#### [ASSIGNMENT]
Search the data below for lines that include the word "does" and state how many there are, nothing else.

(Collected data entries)
+ + + + + + +

//! Middleware context types.
//!
//! The [`MiddlewareContext`] is the per-invocation record that flows through
//! the pipeline: hooks and the error interceptor read and mutate it in
//! place, and it is dropped when the invocation ends.

use std::collections::BTreeMap;
use things_core::{ApiEvent, ApiResponse, HandlerError, InvocationContext, RequestId};

/// Context that flows through the middleware pipeline.
///
/// # Example
///
/// ```
/// use things_core::{ApiEvent, ApiResponse, InvocationContext};
/// use things_middleware::MiddlewareContext;
///
/// let mut ctx = MiddlewareContext::new(ApiEvent::new("GET", "/things"), InvocationContext::mock());
/// assert!(ctx.response().is_none());
///
/// ctx.set_response(ApiResponse::new(http::StatusCode::OK));
/// assert_eq!(ctx.response().map(|r| r.status_code), Some(200));
/// ```
#[derive(Debug)]
pub struct MiddlewareContext {
    /// The inbound event. Before hooks may rewrite it.
    pub event: ApiEvent,

    invocation: InvocationContext,

    /// Request headers as received, before normalization.
    raw_headers: Option<BTreeMap<String, String>>,

    /// The response currently attached.
    response: Option<ApiResponse>,

    /// The failure being intercepted, if any.
    error: Option<HandlerError>,
}

impl MiddlewareContext {
    /// Creates a context with no response attached.
    #[must_use]
    pub fn new(event: ApiEvent, invocation: InvocationContext) -> Self {
        Self {
            event,
            invocation,
            raw_headers: None,
            response: None,
            error: None,
        }
    }

    /// Returns the invocation context.
    #[must_use]
    pub fn invocation(&self) -> &InvocationContext {
        &self.invocation
    }

    /// Returns the invocation's request ID.
    #[must_use]
    pub fn request_id(&self) -> RequestId {
        self.invocation.request_id()
    }

    /// Returns the headers as received, if a normalizer has run.
    #[must_use]
    pub fn raw_headers(&self) -> Option<&BTreeMap<String, String>> {
        self.raw_headers.as_ref()
    }

    /// Records the headers as received.
    pub fn set_raw_headers(&mut self, headers: BTreeMap<String, String>) {
        self.raw_headers = Some(headers);
    }

    /// Returns the attached response.
    #[must_use]
    pub fn response(&self) -> Option<&ApiResponse> {
        self.response.as_ref()
    }

    /// Returns the attached response for in-place mutation.
    pub fn response_mut(&mut self) -> Option<&mut ApiResponse> {
        self.response.as_mut()
    }

    /// Attaches a response, replacing any previous one.
    pub fn set_response(&mut self, response: ApiResponse) {
        self.response = Some(response);
    }

    /// Detaches and returns the response.
    pub fn take_response(&mut self) -> Option<ApiResponse> {
        self.response.take()
    }

    /// Returns the failure being intercepted.
    #[must_use]
    pub fn error(&self) -> Option<&HandlerError> {
        self.error.as_ref()
    }

    pub(crate) fn set_error(&mut self, error: HandlerError) {
        self.error = Some(error);
    }

    pub(crate) fn take_error(&mut self) -> Option<HandlerError> {
        self.error.take()
    }

    /// Creates a context for tests.
    #[must_use]
    pub fn mock(event: ApiEvent) -> Self {
        Self::new(event, InvocationContext::mock())
    }
}

#[cfg(test)]
mod tests {
    use super::*;

    #[test]
    fn test_new_context_is_empty() {
        let ctx = MiddlewareContext::mock(ApiEvent::new("GET", "/things"));
        assert!(ctx.response().is_none());
        assert!(ctx.error().is_none());
        assert!(ctx.raw_headers().is_none());
        assert_eq!(ctx.invocation().function_name(), "test-function");
    }

    #[test]
    fn test_response_mutation_in_place() {
        let mut ctx = MiddlewareContext::mock(ApiEvent::new("GET", "/things"));
        ctx.set_response(ApiResponse::new(http::StatusCode::OK));

        if let Some(response) = ctx.response_mut() {
            response.status_code = 201;
        }

        assert_eq!(ctx.take_response().map(|r| r.status_code), Some(201));
        assert!(ctx.response().is_none());
    }

    #[test]
    fn test_error_attach_and_take() {
        let mut ctx = MiddlewareContext::mock(ApiEvent::new("GET", "/things"));
        ctx.set_error(HandlerError::internal("boom"));
        assert!(ctx.error().is_some());
        assert!(ctx.take_error().is_some());
        assert!(ctx.error().is_none());
    }
}
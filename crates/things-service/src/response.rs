//! Envelope responses.

use http::StatusCode;
use serde::Serialize;
use things_core::{ApiResponse, Envelope, HandlerError, ThingError};
use things_store::StoreError;
use things_telemetry::logging::fields;
use tracing::{debug, error};

/// Serializes a handler outcome as an envelope response.
///
/// Success uses `status`; a [`ThingError`] uses its own status and code.
pub fn respond<T: Serialize>(status: StatusCode, result: Result<T, ThingError>) -> Result<ApiResponse, HandlerError> {
    let response = match result {
        Ok(data) => ApiResponse::json(status, &Envelope::success(data))?,
        Err(err) => {
            debug!(code = %err.code(), { fields::ERROR } = %err, "Answering with failure envelope");
            ApiResponse::json(err.status_code(), &Envelope::failure(&err))?
        }
    };
    Ok(response)
}

/// Logs a store fault for `operation` and turns it into an internal error.
pub fn store_fault(operation: &'static str, err: StoreError) -> ThingError {
    error!({ fields::OPERATION } = operation, { fields::ERROR } = %err, "Store call failed");
    ThingError::internal(err)
}

/// Logs an unexpected empty store result and turns it into an internal
/// error.
pub fn missing_row(operation: &'static str, message: &'static str) -> ThingError {
    error!({ fields::OPERATION } = operation, "{message}");
    ThingError::internal(anyhow::anyhow!(message))
}
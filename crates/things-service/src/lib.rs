//! # Things Service
//!
//! The Thing resource handlers and everything they share:
//!
//! - [`validation`] - Body parsing, schema checks and the identifier pattern
//! - [`statement`] - The fixed SQL and the dynamic [`UpdateStatementBuilder`]
//! - [`record`] - Positional row mapping
//! - [`ThingRepository`] - The statements, run through an injected executor
//! - [`handlers`] - Create, get, update and delete
//! - [`ThingsApi`] - The handlers wrapped with the standard pipeline
//!
//! ## Request lifecycle
//!
//! ```text
//! identifier check → parse body → validate → store call(s) → envelope
//! ```
//!
//! Each step can end the request with a domain error, answered locally as
//! a failure envelope with a stable code.

#![doc(html_root_url = "https://docs.rs/things-service/0.1.0")]
#![warn(missing_docs)]
#![forbid(unsafe_code)]

pub mod api;
pub mod handlers;
pub mod record;
pub mod repository;
pub mod response;
pub mod statement;
pub mod validation;

pub use api::{Operation, ThingsApi};
pub use handlers::{CreateThing, DeleteThing, GetThing, UpdateThing, THING_ID_PARAM};
pub use repository::ThingRepository;
pub use statement::UpdateStatementBuilder;
pub use validation::{CreateThingInput, UpdateThingInput};
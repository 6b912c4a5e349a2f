//! Layered configuration loader.

use std::env;
use std::fs;
use std::path::Path;

use crate::{ConfigError, ThingsConfig};

/// Environment variables read by deployed functions, mapped onto the
/// database section.
pub const DATABASE_ENV_VARS: [&str; 4] = ["DB_CLUSTER_ARN", "DB_SECRET_ARN", "DB_NAME", "DB_ENDPOINT"];

/// Configuration loader with layered approach.
///
/// Later layers override earlier ones:
/// 1. Default values
/// 2. Configuration file (TOML or JSON)
/// 3. `.env` file
/// 4. Environment variables (`DB_*` and `PREFIX__SECTION__KEY`)
///
/// # Example
///
/// ```no_run
/// use things_config::ConfigLoader;
///
/// # fn main() -> Result<(), things_config::ConfigError> {
/// let config = ConfigLoader::new()
///     .with_optional_file("things.toml")?
///     .with_dotenv()?
///     .with_database_env()
///     .with_env_prefix("THINGS")
///     .load()?;
/// # Ok(())
/// # }
/// ```
#[derive(Debug, Default)]
pub struct ConfigLoader {
    config: ThingsConfig,
    env_prefix: Option<String>,
    database_env: bool,
}

impl ConfigLoader {
    /// Create a new loader starting from defaults.
    #[must_use]
    pub fn new() -> Self {
        Self::default()
    }

    /// Load configuration from a file.
    ///
    /// The format is chosen by extension (`.toml` or `.json`).
    ///
    /// # Errors
    ///
    /// Returns `ConfigError::File` if the file is missing or unreadable,
    /// and `ConfigError::Malformed` if it does not parse or names an unknown
    /// field.
    pub fn with_file<P: AsRef<Path>>(mut self, path: P) -> Result<Self, ConfigError> {
        let path = path.as_ref();
        let content = fs::read_to_string(path).map_err(|e| ConfigError::file(path, e))?;

        self.config = Self::parse_file(&content, path)?;
        Ok(self)
    }

    /// Load configuration from a file if it exists.
    ///
    /// # Errors
    ///
    /// Returns `ConfigError` if the file exists but cannot be loaded.
    pub fn with_optional_file<P: AsRef<Path>>(self, path: P) -> Result<Self, ConfigError> {
        if path.as_ref().exists() {
            self.with_file(path)
        } else {
            Ok(self)
        }
    }

    /// Load configuration from a string in the given format.
    ///
    /// # Errors
    ///
    /// Returns `ConfigError` if parsing fails or the format is unknown.
    ///
    /// # Example
    ///
    /// ```
    /// use things_config::ConfigLoader;
    ///
    /// let toml = r#"
    ///     [server]
    ///     http_addr = "127.0.0.1:3000"
    /// "#;
    ///
    /// let config = ConfigLoader::new()
    ///     .with_string(toml, "toml")
    ///     .unwrap()
    ///     .load()
    ///     .unwrap();
    ///
    /// assert_eq!(config.server.http_addr, "127.0.0.1:3000");
    /// ```
    pub fn with_string(mut self, content: &str, format: &str) -> Result<Self, ConfigError> {
        self.config = match format.to_lowercase().as_str() {
            "toml" => toml::from_str(content)?,
            "json" => serde_json::from_str(content)?,
            _ => return Err(ConfigError::UnsupportedFormat(format.to_string())),
        };
        Ok(self)
    }

    /// Load a `.env` file into the process environment, if one exists.
    ///
    /// # Errors
    ///
    /// Returns `ConfigError::Dotenv` if the file exists but cannot be parsed.
    pub fn with_dotenv(self) -> Result<Self, ConfigError> {
        match dotenvy::dotenv() {
            Ok(_) => Ok(self),
            Err(e) if e.not_found() => Ok(self),
            Err(e) => Err(e.into()),
        }
    }

    /// Read `DB_CLUSTER_ARN`, `DB_SECRET_ARN`, `DB_NAME` and `DB_ENDPOINT`.
    #[must_use]
    pub fn with_database_env(mut self) -> Self {
        self.database_env = true;
        self
    }

    /// Set the prefix for `PREFIX__SECTION__KEY` overrides.
    ///
    /// For example, with prefix `THINGS`:
    /// - `THINGS__SERVER__HTTP_ADDR=0.0.0.0:9000`
    /// - `THINGS__SERVER__SHUTDOWN_TIMEOUT_SECS=10`
    /// - `THINGS__LOGGING__FORMAT=pretty`
    #[must_use]
    pub fn with_env_prefix(mut self, prefix: &str) -> Self {
        self.env_prefix = Some(prefix.to_uppercase());
        self
    }

    /// Apply environment overrides, validate, and return the configuration.
    ///
    /// # Errors
    ///
    /// Returns `ConfigError` if an override cannot be parsed or validation
    /// fails.
    pub fn load(mut self) -> Result<ThingsConfig, ConfigError> {
        if self.database_env {
            for var in DATABASE_ENV_VARS {
                if let Ok(value) = env::var(var) {
                    self.apply_database_var(var, &value);
                }
            }
        }

        if let Some(prefix) = self.env_prefix.take() {
            let vars: Vec<(String, String)> = env::vars()
                .filter(|(k, _)| k.starts_with(&prefix))
                .collect();
            for (key, value) in vars {
                self.apply_env_var(&key, &value, &prefix)?;
            }
        }

        self.config.validate()?;
        Ok(self.config)
    }

    fn parse_file(content: &str, path: &Path) -> Result<ThingsConfig, ConfigError> {
        let extension = path
            .extension()
            .and_then(|e| e.to_str())
            .map(str::to_lowercase);

        match extension.as_deref() {
            Some("toml") => Ok(toml::from_str(content)?),
            Some("json") => Ok(serde_json::from_str(content)?),
            _ => Err(ConfigError::UnsupportedFormat(path.display().to_string())),
        }
    }

    fn apply_database_var(&mut self, var: &str, value: &str) {
        let database = &mut self.config.database;
        match var {
            "DB_CLUSTER_ARN" => database.cluster_arn = value.to_string(),
            "DB_SECRET_ARN" => database.secret_arn = value.to_string(),
            "DB_NAME" => database.name = value.to_string(),
            "DB_ENDPOINT" => database.endpoint = value.to_string(),
            _ => {}
        }
    }

    fn apply_env_var(&mut self, key: &str, value: &str, prefix: &str) -> Result<(), ConfigError> {
        let Some(rest) = key.strip_prefix(prefix).and_then(|k| k.strip_prefix("__")) else {
            return Ok(());
        };

        let parts: Vec<&str> = rest.split("__").collect();

        match parts.as_slice() {
            ["DATABASE", "CLUSTER_ARN"] => self.config.database.cluster_arn = value.to_string(),
            ["DATABASE", "SECRET_ARN"] => self.config.database.secret_arn = value.to_string(),
            ["DATABASE", "NAME"] => self.config.database.name = value.to_string(),
            ["DATABASE", "ENDPOINT"] => self.config.database.endpoint = value.to_string(),

            ["ACTOR", "PLACEHOLDER"] => self.config.actor.placeholder = value.to_string(),

            ["SERVER", "HTTP_ADDR"] => self.config.server.http_addr = value.to_string(),
            ["SERVER", "SHUTDOWN_TIMEOUT_SECS"] => {
                self.config.server.shutdown_timeout_secs = value
                    .parse()
                    .map_err(|_| ConfigError::invalid_value(key, "expected seconds"))?;
            }

            ["LOGGING", "ENABLED"] => {
                self.config.logging.enabled = parse_bool(value)
                    .ok_or_else(|| ConfigError::invalid_value(key, "expected boolean"))?;
            }
            ["LOGGING", "LEVEL"] => self.config.logging.level = value.to_string(),
            ["LOGGING", "FORMAT"] => {
                self.config.logging.format = value
                    .parse()
                    .map_err(|_| ConfigError::invalid_value(key, "expected 'json' or 'pretty'"))?;
            }

            _ => {}
        }

        Ok(())
    }
}

fn parse_bool(s: &str) -> Option<bool> {
    match s.to_lowercase().as_str() {
        "true" | "1" | "yes" | "on" => Some(true),
        "false" | "0" | "no" | "off" => Some(false),
        _ => None,
    }
}
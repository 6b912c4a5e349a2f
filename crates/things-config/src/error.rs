//! Configuration error types.

use std::path::PathBuf;
use thiserror::Error;

/// Why configuration could not be loaded.
#[derive(Error, Debug)]
pub enum ConfigError {
    /// The configuration file could not be read (including when it does
    /// not exist).
    #[error("cannot read {}: {source}", path.display())]
    File {
        /// Path that was requested.
        path: PathBuf,
        /// Underlying error.
        #[source]
        source: std::io::Error,
    },

    /// The file extension or format name is neither TOML nor JSON.
    #[error("unsupported configuration format: {0}")]
    UnsupportedFormat(String),

    /// The file or string is not valid for its format, or names an unknown
    /// field.
    #[error("malformed {format} configuration: {reason}")]
    Malformed {
        /// `"toml"` or `"json"`.
        format: &'static str,
        /// Parser message.
        reason: String,
    },

    /// A setting has a value that cannot be used. `field` is the dotted
    /// setting name, or the environment variable it came from.
    #[error("invalid value for {field}: {reason}")]
    InvalidValue {
        /// Setting or variable name.
        field: String,
        /// What is wrong with it.
        reason: String,
    },

    /// The server needs a database setting that was left empty.
    #[error("database setting {0} is not set")]
    MissingDatabaseSetting(&'static str),

    /// A `.env` file exists but could not be parsed.
    #[error("failed to load .env file: {0}")]
    Dotenv(#[from] dotenvy::Error),
}

impl ConfigError {
    pub(crate) fn file(path: impl Into<PathBuf>, source: std::io::Error) -> Self {
        Self::File {
            path: path.into(),
            source,
        }
    }

    pub(crate) fn malformed(format: &'static str, reason: impl std::fmt::Display) -> Self {
        Self::Malformed {
            format,
            reason: reason.to_string(),
        }
    }

    pub(crate) fn invalid_value(field: impl Into<String>, reason: impl Into<String>) -> Self {
        Self::InvalidValue {
            field: field.into(),
            reason: reason.into(),
        }
    }
}

impl From<toml::de::Error> for ConfigError {
    fn from(err: toml::de::Error) -> Self {
        Self::malformed("toml", err)
    }
}

impl From<serde_json::Error> for ConfigError {
    fn from(err: serde_json::Error) -> Self {
        Self::malformed("json", err)
    }
}
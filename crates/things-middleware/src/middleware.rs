//! Hook, interceptor and handler traits.
//!
//! Before and after hooks share the [`Middleware`] trait; which side of the
//! handler a hook runs on is decided at registration. The pipeline has
//! exactly one [`ErrorInterceptor`] and wraps exactly one [`Handler`].

use crate::context::MiddlewareContext;
use std::future::Future;
use std::pin::Pin;
use things_core::{ApiEvent, ApiResponse, HandlerError, InvocationContext};

/// A boxed future.
pub type BoxFuture<'a, T> = Pin<Box<dyn Future<Output = T> + Send + 'a>>;

/// A before or after hook.
///
/// A hook may read or mutate the context. Returning an error stops the
/// pipeline: before-hook failures go to the error interceptor, after-hook
/// failures go straight to the caller.
///
/// # Example
///
/// ```
/// use things_middleware::{BoxFuture, Middleware, MiddlewareContext};
/// use things_core::HandlerError;
///
/// struct Stamp;
///
/// impl Middleware for Stamp {
///     fn name(&self) -> &'static str {
///         "stamp"
///     }
///
///     fn process<'a>(&'a self, ctx: &'a mut MiddlewareContext) -> BoxFuture<'a, Result<(), HandlerError>> {
///         Box::pin(async move {
///             if let Some(response) = ctx.response_mut() {
///                 response.headers.get_or_insert_with(Default::default).insert("x-stamp".into(), "1".into());
///             }
///             Ok(())
///         })
///     }
/// }
/// ```
pub trait Middleware: Send + Sync + 'static {
    /// Returns the name of this hook, used in logs.
    fn name(&self) -> &'static str;

    /// Runs the hook.
    fn process<'a>(&'a self, ctx: &'a mut MiddlewareContext) -> BoxFuture<'a, Result<(), HandlerError>>;
}

/// The single hook run when a before hook or the handler fails.
///
/// The failure is available through [`MiddlewareContext::error`]. The
/// interceptor's job is to attach a well-formed response.
pub trait ErrorInterceptor: Send + Sync + 'static {
    /// Returns the name of this interceptor, used in logs.
    fn name(&self) -> &'static str;

    /// Attaches a response for the failure in `ctx`.
    fn intercept<'a>(&'a self, ctx: &'a mut MiddlewareContext) -> BoxFuture<'a, ()>;
}

/// The base handler a pipeline wraps.
pub trait Handler: Send + Sync + 'static {
    /// Handles one event.
    fn call<'a>(
        &'a self,
        event: &'a ApiEvent,
        ctx: &'a InvocationContext,
    ) -> BoxFuture<'a, Result<ApiResponse, HandlerError>>;
}

/// A hook built from a synchronous closure.
///
/// # Example
///
/// ```
/// use things_middleware::FnMiddleware;
///
/// let hook = FnMiddleware::new("noop", |_ctx| Ok(()));
/// ```
pub struct FnMiddleware<F> {
    name: &'static str,
    func: F,
}

impl<F> FnMiddleware<F> {
    /// Creates a new function-based hook.
    pub fn new(name: &'static str, func: F) -> Self
    where
        F: Fn(&mut MiddlewareContext) -> Result<(), HandlerError> + Send + Sync + 'static,
    {
        Self { name, func }
    }
}

impl<F> Middleware for FnMiddleware<F>
where
    F: Fn(&mut MiddlewareContext) -> Result<(), HandlerError> + Send + Sync + 'static,
{
    fn name(&self) -> &'static str {
        self.name
    }

    fn process<'a>(&'a self, ctx: &'a mut MiddlewareContext) -> BoxFuture<'a, Result<(), HandlerError>> {
        let result = (self.func)(ctx);
        Box::pin(async move { result })
    }
}

/// A handler built from an async closure over owned inputs.
///
/// # Example
///
/// ```
/// use things_core::ApiResponse;
/// use things_middleware::handler_fn;
///
/// let handler = handler_fn(|_event, _ctx| async {
///     Ok(ApiResponse::new(http::StatusCode::NO_CONTENT))
/// });
/// ```
pub struct FnHandler<F> {
    func: F,
}

/// Wraps an async closure as a [`Handler`].
pub fn handler_fn<F, Fut>(func: F) -> FnHandler<F>
where
    F: Fn(ApiEvent, InvocationContext) -> Fut + Send + Sync + 'static,
    Fut: Future<Output = Result<ApiResponse, HandlerError>> + Send + 'static,
{
    FnHandler { func }
}

impl<F, Fut> Handler for FnHandler<F>
where
    F: Fn(ApiEvent, InvocationContext) -> Fut + Send + Sync + 'static,
    Fut: Future<Output = Result<ApiResponse, HandlerError>> + Send + 'static,
{
    fn call<'a>(
        &'a self,
        event: &'a ApiEvent,
        ctx: &'a InvocationContext,
    ) -> BoxFuture<'a, Result<ApiResponse, HandlerError>> {
        Box::pin((self.func)(event.clone(), ctx.clone()))
    }
}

+ + + + + + +

#### [EXERCISE RESPONSE]
2